I could appreciate the aesthetics of the clothing, and see how they would compliment my mother’s body type, hair color, complexion, and personality. She soon came to depend on me to help her with her selections, which sometimes amused the other shoppers as I made my recommendations, (my wife today also relies on my assistance).

While my mother didn’t wear extravagant clothing, she created a thirst in me for this indulgent form of self-expression.   My favorite was Ralph Lauren shirts.  The fabrics were celebrations of the endless possibilities you could achieve with color, design, and exquisite cotton.  I had to learn the difference of appreciating something intrinsically beautiful, and the need to own it.  Some things can be appreciated from afar, and don’t need to be owned.  Additionally, not everything which looks good, looks good on you. 

Inevitably we’d pass the section for women’s hats, which was always a mandatory stop.  She would never try them on, but you know I always would, and the more outlandish the better.  We’d get different reactions from the saleswomen working in that department.  Usually, a mix of surprise followed quickly by a look of disapproval.  Occasionally I’d get a brief smile, which always earned a knowing wink in return.  A shared secret about an object which is made to be a triumph of beauty and personality waiting patiently for expression on the right head, sometimes taking itself too seriously, but made to be noticed and talked about.

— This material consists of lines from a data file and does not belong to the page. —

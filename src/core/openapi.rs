use utoipa::{Modify, OpenApi};

use crate::features::files::{dtos as files_dtos, handlers as files_handlers};
use crate::shared::types::ApiResponse;

#[derive(OpenApi)]
#[openapi(
    paths(
        files_handlers::upload_file,
        files_handlers::list_files,
        files_handlers::make_file_public,
        files_handlers::get_file_by_id,
    ),
    components(
        schemas(
            ApiResponse<files_dtos::UploadedFileDto>,
            ApiResponse<files_dtos::FileListDto>,
            ApiResponse<files_dtos::FileItemDto>,
            ApiResponse<files_dtos::SignedUrlDto>,
            files_dtos::UploadFileDto,
            files_dtos::UploadedFileDto,
            files_dtos::FileItemDto,
            files_dtos::FileListDto,
            files_dtos::MakeFilePublicDto,
            files_dtos::SignedUrlDto,
        )
    ),
    tags(
        (name = "files", description = "File upload, listing and sharing")
    )
)]
pub struct ApiDoc;

/// Fills the document's info block from configuration
pub struct SwaggerInfoModifier {
    pub title: String,
    pub version: String,
    pub description: String,
}

impl Modify for SwaggerInfoModifier {
    fn modify(&self, openapi: &mut utoipa::openapi::OpenApi) {
        openapi.info.title = self.title.clone();
        openapi.info.version = self.version.clone();
        openapi.info.description = Some(self.description.clone());
    }
}

#[cfg(test)]
mod tests {
    use super::*;

    #[test]
    fn test_document_lists_file_routes() {
        let doc = ApiDoc::openapi();
        for path in ["/upload", "/lists", "/public", "/file/{id}"] {
            assert!(doc.paths.paths.contains_key(path), "missing {}", path);
        }
    }

    #[test]
    fn test_info_modifier() {
        let mut doc = ApiDoc::openapi();
        SwaggerInfoModifier {
            title: "Files".to_string(),
            version: "9.9.9".to_string(),
            description: "desc".to_string(),
        }
        .modify(&mut doc);
        assert_eq!(doc.info.title, "Files");
        assert_eq!(doc.info.version, "9.9.9");
    }
}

It’s mission to adorn the wearer in celebration of her inner and outer beauty and most definitely out of context on this teenage boy’s head.

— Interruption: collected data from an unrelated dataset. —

use std::io::Cursor;
use std::sync::Arc;
use std::time::Duration;

use axum::body::Bytes;
use tracing::{debug, info};
use uuid::Uuid;

use crate::core::error::{AppError, Result};
use crate::features::files::dtos::{
    to_file_items, FileItemDto, FileListDto, SignedUrlDto, UploadedFileDto,
};
use crate::features::files::services::content_type;
use crate::modules::storage::ObjectStore;
use crate::shared::constants::{MAX_PRESIGN_EXPIRY_SECS, SNIFF_LEN};

/// Service for file operations against the object store
pub struct FileService {
    store: Arc<dyn ObjectStore>,
}

impl FileService {
    pub fn new(store: Arc<dyn ObjectStore>) -> Self {
        Self { store }
    }

    /// Fresh object key for an upload: `{uuid}{original extension}`
    pub fn generate_key(original_filename: &str) -> String {
        format!("{}{}", Uuid::new_v4(), extension_of(original_filename))
    }

    /// Upload one buffered file under `key`.
    ///
    /// The content type is sniffed from the first 512 bytes of the buffer and
    /// the stored body runs from the cursor's position to the end. The body is
    /// a slice of the same buffer, so the upload is never copied.
    pub async fn upload_single_file(&self, file: Cursor<Bytes>, key: &str) -> Result<UploadedFileDto> {
        let position = usize::try_from(file.position()).unwrap_or(usize::MAX);
        let data = file.into_inner();

        let content_type = content_type::detect(&data[..data.len().min(SNIFF_LEN)], key);
        let body = data.slice(position.min(data.len())..);

        if body.is_empty() {
            debug!("Rejected empty upload for '{}'", key);
            return Err(AppError::Validation(
                "file is empty, upload aborted".to_string(),
            ));
        }

        self.store.put_object(key, &body, &content_type).await?;

        info!(
            "File uploaded successfully: key={}, size={}, content_type={}",
            key,
            body.len(),
            content_type
        );

        Ok(UploadedFileDto {
            file_name: key.to_string(),
            file_size: i64::try_from(body.len()).unwrap_or(i64::MAX),
        })
    }

    /// List every file in the bucket; an empty bucket is an empty list
    pub async fn get_list_file(&self) -> Result<FileListDto> {
        let objects = self.store.list_objects().await?;
        debug!(
            "Listed {} objects in bucket '{}'",
            objects.len(),
            self.store.bucket_name()
        );

        Ok(FileListDto {
            files: to_file_items(objects),
        })
    }

    /// Find a file by its exact key.
    ///
    /// Scans the full listing, which is fine for the small buckets this
    /// gateway fronts.
    pub async fn get_file_by_key(&self, key: &str) -> Result<FileItemDto> {
        let objects = self.store.list_objects().await?;

        objects
            .into_iter()
            .find(|object| object.key == key)
            .map(FileItemDto::from)
            .ok_or_else(|| {
                let message = format!("file with key '{}' not found", key);
                debug!("{}", message);
                AppError::NotFound(message)
            })
    }

    /// Presigned GET URL for `key`, valid for `expires_in`
    pub async fn gen_signed_url(&self, key: &str, expires_in: Duration) -> Result<SignedUrlDto> {
        let url = self.store.presign_get(key, expires_in).await?;
        let duration = humantime::format_duration(expires_in).to_string();

        info!("Signed URL generated: key={}, duration={}", key, duration);

        Ok(SignedUrlDto { url, duration })
    }
}

/// Parse a duration literal such as "5m", "1h" or "1h 30m" into a URL expiry
pub fn parse_expiry(literal: &str) -> Result<Duration> {
    let duration = humantime::parse_duration(literal.trim())
        .map_err(|e| AppError::Validation(format!("invalid duration '{}': {}", literal, e)))?;

    if duration.as_secs() == 0 {
        return Err(AppError::Validation(
            "duration must be at least one second".to_string(),
        ));
    }

    if duration.as_secs() > MAX_PRESIGN_EXPIRY_SECS {
        return Err(AppError::Validation(format!(
            "duration must not exceed {}",
            humantime::format_duration(Duration::from_secs(MAX_PRESIGN_EXPIRY_SECS))
        )));
    }

    Ok(duration)
}

/// Extension of the last path element, dot included ("" when absent)
fn extension_of(filename: &str) -> &str {
    let base = filename.rsplit(['/', '\\']).next().unwrap_or(filename);
    match base.rfind('.') {
        Some(idx) => &base[idx..],
        None => "",
    }
}

#[cfg(test)]
mod tests {
    use super::*;
    use crate::shared::test_helpers::InMemoryStore;

    fn service_with(store: &Arc<InMemoryStore>) -> FileService {
        FileService::new(Arc::clone(store) as Arc<dyn ObjectStore>)
    }

    #[test]
    fn test_extension_of() {
        assert_eq!(extension_of("notes.txt"), ".txt");
        assert_eq!(extension_of("archive.tar.gz"), ".gz");
        assert_eq!(extension_of("README"), "");
        assert_eq!(extension_of("dir.v2/README"), "");
        assert_eq!(extension_of("C:\\docs\\photo.JPG"), ".JPG");
    }

    #[test]
    fn test_generate_key_keeps_extension_and_is_unique() {
        let first = FileService::generate_key("report.pdf");
        let second = FileService::generate_key("report.pdf");
        assert!(first.ends_with(".pdf"));
        assert_ne!(first, second);
        assert!(Uuid::parse_str(first.trim_end_matches(".pdf")).is_ok());
    }

    #[test]
    fn test_parse_expiry() {
        assert_eq!(parse_expiry("5m").unwrap(), Duration::from_secs(300));
        assert_eq!(parse_expiry("1h").unwrap(), Duration::from_secs(3600));
        assert_eq!(parse_expiry("1h 30m").unwrap(), Duration::from_secs(5400));
        assert!(matches!(parse_expiry("soon"), Err(AppError::Validation(_))));
        assert!(matches!(parse_expiry("0s"), Err(AppError::Validation(_))));
        assert!(matches!(parse_expiry("8days"), Err(AppError::Validation(_))));
    }

    #[tokio::test]
    async fn test_upload_reports_exact_size_and_content_type() {
        let store = Arc::new(InMemoryStore::new());
        let service = service_with(&store);

        let uploaded = service
            .upload_single_file(Cursor::new(Bytes::from_static(b"abc")), "k.txt")
            .await
            .unwrap();

        assert_eq!(uploaded.file_name, "k.txt");
        assert_eq!(uploaded.file_size, 3);
        let stored = store.get("k.txt").unwrap();
        assert_eq!(stored.data, b"abc");
        assert_eq!(stored.content_type, "text/plain; charset=utf-8");
    }

    #[tokio::test]
    async fn test_upload_measures_from_current_position() {
        let store = Arc::new(InMemoryStore::new());
        let service = service_with(&store);

        let mut cursor = Cursor::new(Bytes::from_static(b"skip-payload"));
        cursor.set_position(5);
        let uploaded = service.upload_single_file(cursor, "p.bin").await.unwrap();

        assert_eq!(uploaded.file_size, 7);
        assert_eq!(store.get("p.bin").unwrap().data, b"payload");
    }

    #[tokio::test]
    async fn test_empty_upload_is_rejected_without_storage_call() {
        let store = Arc::new(InMemoryStore::new());
        let service = service_with(&store);

        let err = service
            .upload_single_file(Cursor::new(Bytes::new()), "empty.png")
            .await
            .unwrap_err();

        assert!(matches!(err, AppError::Validation(_)));
        assert_eq!(err.to_string(), "file is empty, upload aborted");
        assert_eq!(store.calls(), 0);
    }

    #[tokio::test]
    async fn test_upload_sniffs_from_buffer_start() {
        let store = Arc::new(InMemoryStore::new());
        let service = service_with(&store);

        let uploaded = service
            .upload_single_file(Cursor::new(Bytes::from_static(b"%PDF-1.4 body")), "doc.pdf")
            .await
            .unwrap();

        assert_eq!(uploaded.file_size, 13);
        assert_eq!(store.get("doc.pdf").unwrap().content_type, "application/pdf");
    }

    #[tokio::test]
    async fn test_upload_position_past_end_is_empty() {
        let store = Arc::new(InMemoryStore::new());
        let service = service_with(&store);

        let mut cursor = Cursor::new(Bytes::from_static(b"abc"));
        cursor.set_position(10);
        let err = service.upload_single_file(cursor, "k.txt").await.unwrap_err();

        assert!(matches!(err, AppError::Validation(_)));
        assert_eq!(store.calls(), 0);
    }

    #[tokio::test]
    async fn test_upload_propagates_provider_failure() {
        let store = Arc::new(InMemoryStore::failing());
        let err = service_with(&store)
            .upload_single_file(Cursor::new(Bytes::from_static(b"abc")), "k.txt")
            .await
            .unwrap_err();

        assert!(matches!(err, AppError::Upstream(_)));
        assert_eq!(store.calls(), 1);
    }

    #[tokio::test]
    async fn test_list_preserves_provider_order() {
        let store = Arc::new(InMemoryStore::with_objects(&[
            ("b.txt", b"bb"),
            ("a.txt", b"a"),
            ("c.txt", b"ccc"),
        ]));
        let service = service_with(&store);

        let list = service.get_list_file().await.unwrap();
        let names: Vec<&str> = list.files.iter().map(|f| f.file_name.as_str()).collect();
        assert_eq!(names, vec!["b.txt", "a.txt", "c.txt"]);
        assert_eq!(list.files[2].file_size, 3);
    }

    #[tokio::test]
    async fn test_list_empty_bucket() {
        let store = Arc::new(InMemoryStore::new());
        let list = service_with(&store).get_list_file().await.unwrap();
        assert!(list.files.is_empty());
    }

    #[tokio::test]
    async fn test_get_file_by_key() {
        let store = Arc::new(InMemoryStore::with_objects(&[("a.txt", b"abc")]));
        let service = service_with(&store);

        let found = service.get_file_by_key("a.txt").await.unwrap();
        assert_eq!(found.file_size, 3);

        let err = service.get_file_by_key("a.tx").await.unwrap_err();
        assert!(matches!(err, AppError::NotFound(_)));
        assert_eq!(err.to_string(), "file with key 'a.tx' not found");
    }

    #[tokio::test]
    async fn test_gen_signed_url() {
        let store = Arc::new(InMemoryStore::with_objects(&[("a.txt", b"abc")]));
        let grant = service_with(&store)
            .gen_signed_url("a.txt", Duration::from_secs(600))
            .await
            .unwrap();

        assert!(grant.url.contains("X-Amz-Expires=600"));
        assert_eq!(grant.duration, "10m");
    }

    #[tokio::test]
    async fn test_gen_signed_url_propagates_provider_failure() {
        let store = Arc::new(InMemoryStore::failing());
        let err = service_with(&store)
            .gen_signed_url("a.txt", Duration::from_secs(60))
            .await
            .unwrap_err();

        assert!(matches!(err, AppError::Upstream(_)));
    }
}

During these outings my mother covertly taught me other valuable lessons:  It’s less expensive to pay more money up front for something of quality which will last, then to spend less on something of poorer quality which you’ll need to replace several times over in the same time frame.

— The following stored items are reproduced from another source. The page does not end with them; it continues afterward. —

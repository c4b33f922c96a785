mod core;
mod features;
mod modules;
mod shared;

use crate::core::config::Config;
use crate::core::openapi::{ApiDoc, SwaggerInfoModifier};
use crate::core::{logging, middleware};
use crate::features::files::{routes as files_routes, FileService, FilesState};
use crate::modules::storage::{ObjectStore, R2Client};
use axum::{middleware::from_fn, Router};
use std::sync::Arc;
use tower_http::request_id::{PropagateRequestIdLayer, SetRequestIdLayer};
use tower_http::trace::{DefaultOnRequest, DefaultOnResponse, TraceLayer};
use tracing::{Instrument, Level};
use utoipa::Modify;
use utoipa::OpenApi;
use utoipa_swagger_ui::SwaggerUi;

fn main() -> anyhow::Result<()> {
    // Build Tokio runtime with configurable worker threads
    let worker_threads = std::env::var("TOKIO_WORKER_THREADS")
        .ok()
        .and_then(|s| s.parse().ok())
        .unwrap_or_else(|| {
            std::thread::available_parallelism()
                .map(|p| p.get())
                .unwrap_or(4)
        });

    let runtime = tokio::runtime::Builder::new_multi_thread()
        .worker_threads(worker_threads)
        .enable_all()
        .build()?;

    runtime.block_on(async_main(worker_threads))
}

async fn async_main(worker_threads: usize) -> anyhow::Result<()> {
    // Config loads .env/local.env, which may carry RUST_LOG and LOG_LVL
    let config = Config::from_env().map_err(|e| anyhow::anyhow!(e))?;
    logging::init(&config.log);

    let span = tracing::info_span!("gateway", app = %config.log.prefix);
    serve(config, worker_threads).instrument(span).await
}

async fn serve(config: Config, worker_threads: usize) -> anyhow::Result<()> {
    tracing::info!(
        "Configuration loaded successfully: tokio_worker_threads={}, pid={}, status_mode={:?}",
        worker_threads,
        std::process::id(),
        config.app.status_mode
    );

    // One R2 client for the process lifetime
    let r2_client = R2Client::new(&config.r2)
        .map_err(|e| anyhow::anyhow!("Failed to initialize R2 client: {}", e))?;
    tracing::info!("R2 client initialized for endpoint: {}", r2_client.endpoint());
    let r2_client: Arc<dyn ObjectStore> = Arc::new(r2_client);

    let file_service = Arc::new(FileService::new(Arc::clone(&r2_client)));
    tracing::info!(
        "File service initialized for bucket: {}",
        r2_client.bucket_name()
    );

    // Build application router with dynamic swagger config
    let swagger_modifier = SwaggerInfoModifier {
        title: config.swagger.title.clone(),
        version: config.swagger.version.clone(),
        description: config.swagger.description.clone(),
    };

    let mut openapi = ApiDoc::openapi();
    swagger_modifier.modify(&mut openapi);

    let swagger = if let Some(credentials) = config.swagger.credentials() {
        tracing::info!("Swagger UI basic auth enabled");
        Router::new()
            .merge(SwaggerUi::new("/swagger-ui").url("/api-docs/openapi.json", openapi))
            .layer(from_fn(middleware::basic_auth_middleware(Arc::new(
                credentials,
            ))))
    } else {
        tracing::info!("Swagger UI basic auth disabled (no credentials configured)");
        Router::new().merge(SwaggerUi::new("/swagger-ui").url("/api-docs/openapi.json", openapi))
    };

    async fn health_check() -> axum::http::StatusCode {
        axum::http::StatusCode::OK
    }
    let health_route = Router::new().route("/health", axum::routing::get(health_check));

    let files_state = FilesState {
        service: file_service,
        status_mode: config.app.status_mode,
    };

    let app = Router::new()
        .merge(swagger)
        .merge(files_routes(files_state, config.app.max_upload_size))
        .merge(health_route)
        .layer(middleware::cors_layer(
            config.app.cors_allowed_origins.clone(),
        ))
        // Propagate X-Request-Id to response headers
        .layer(PropagateRequestIdLayer::x_request_id())
        .layer(
            TraceLayer::new_for_http()
                .make_span_with(middleware::MakeSpanWithRequestId::new(
                    &config.log.prefix,
                ))
                .on_request(DefaultOnRequest::new().level(Level::INFO))
                .on_response(DefaultOnResponse::new().level(Level::INFO)),
        )
        // Generate X-Request-Id using UUID v7 (or use client-provided one)
        .layer(SetRequestIdLayer::x_request_id(middleware::MakeRequestUuid));

    let addr = config.app.server_address();
    let socket_addr: std::net::SocketAddr = addr
        .parse()
        .map_err(|e| anyhow::anyhow!("Invalid address: {}", e))?;

    let socket = socket2::Socket::new(
        socket2::Domain::for_address(socket_addr),
        socket2::Type::STREAM,
        Some(socket2::Protocol::TCP),
    )?;

    socket.set_reuse_address(true)?;
    socket.set_nodelay(true)?;

    let keepalive = socket2::TcpKeepalive::new().with_time(std::time::Duration::from_secs(60));
    socket.set_tcp_keepalive(&keepalive)?;

    socket.set_nonblocking(true)?;
    socket.bind(&socket_addr.into())?;
    socket.listen(1024)?;

    let listener = tokio::net::TcpListener::from_std(socket.into())?;
    tracing::info!("Server listening on {}", format!("http://{}", addr));
    tracing::info!(
        "Swagger UI available at {}",
        format!("http://{}/swagger-ui/", addr)
    );

    axum::serve(listener, app).await?;

    Ok(())
}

My mother didn’t take me shopping with her to teach me any morals or code of ethics, we just enjoyed each other’s company and shared an appreciation of certain things.  But her ability to disregard gender roles during these activities was not lost on me.  She never thought that cultivating my appreciation of such things would make me more effeminate.  Beauty is to be found wherever possible in an endless variety of forms and is to be nurtured and celebrated.  Similarly, she never gave importance to other things that separate most people such as sexual orientation, religion, race, or ethnicity.  These differences were to be taken as unique expressions of life and revered, to use them in any other way was to cheapen her own life experience and was not even considered.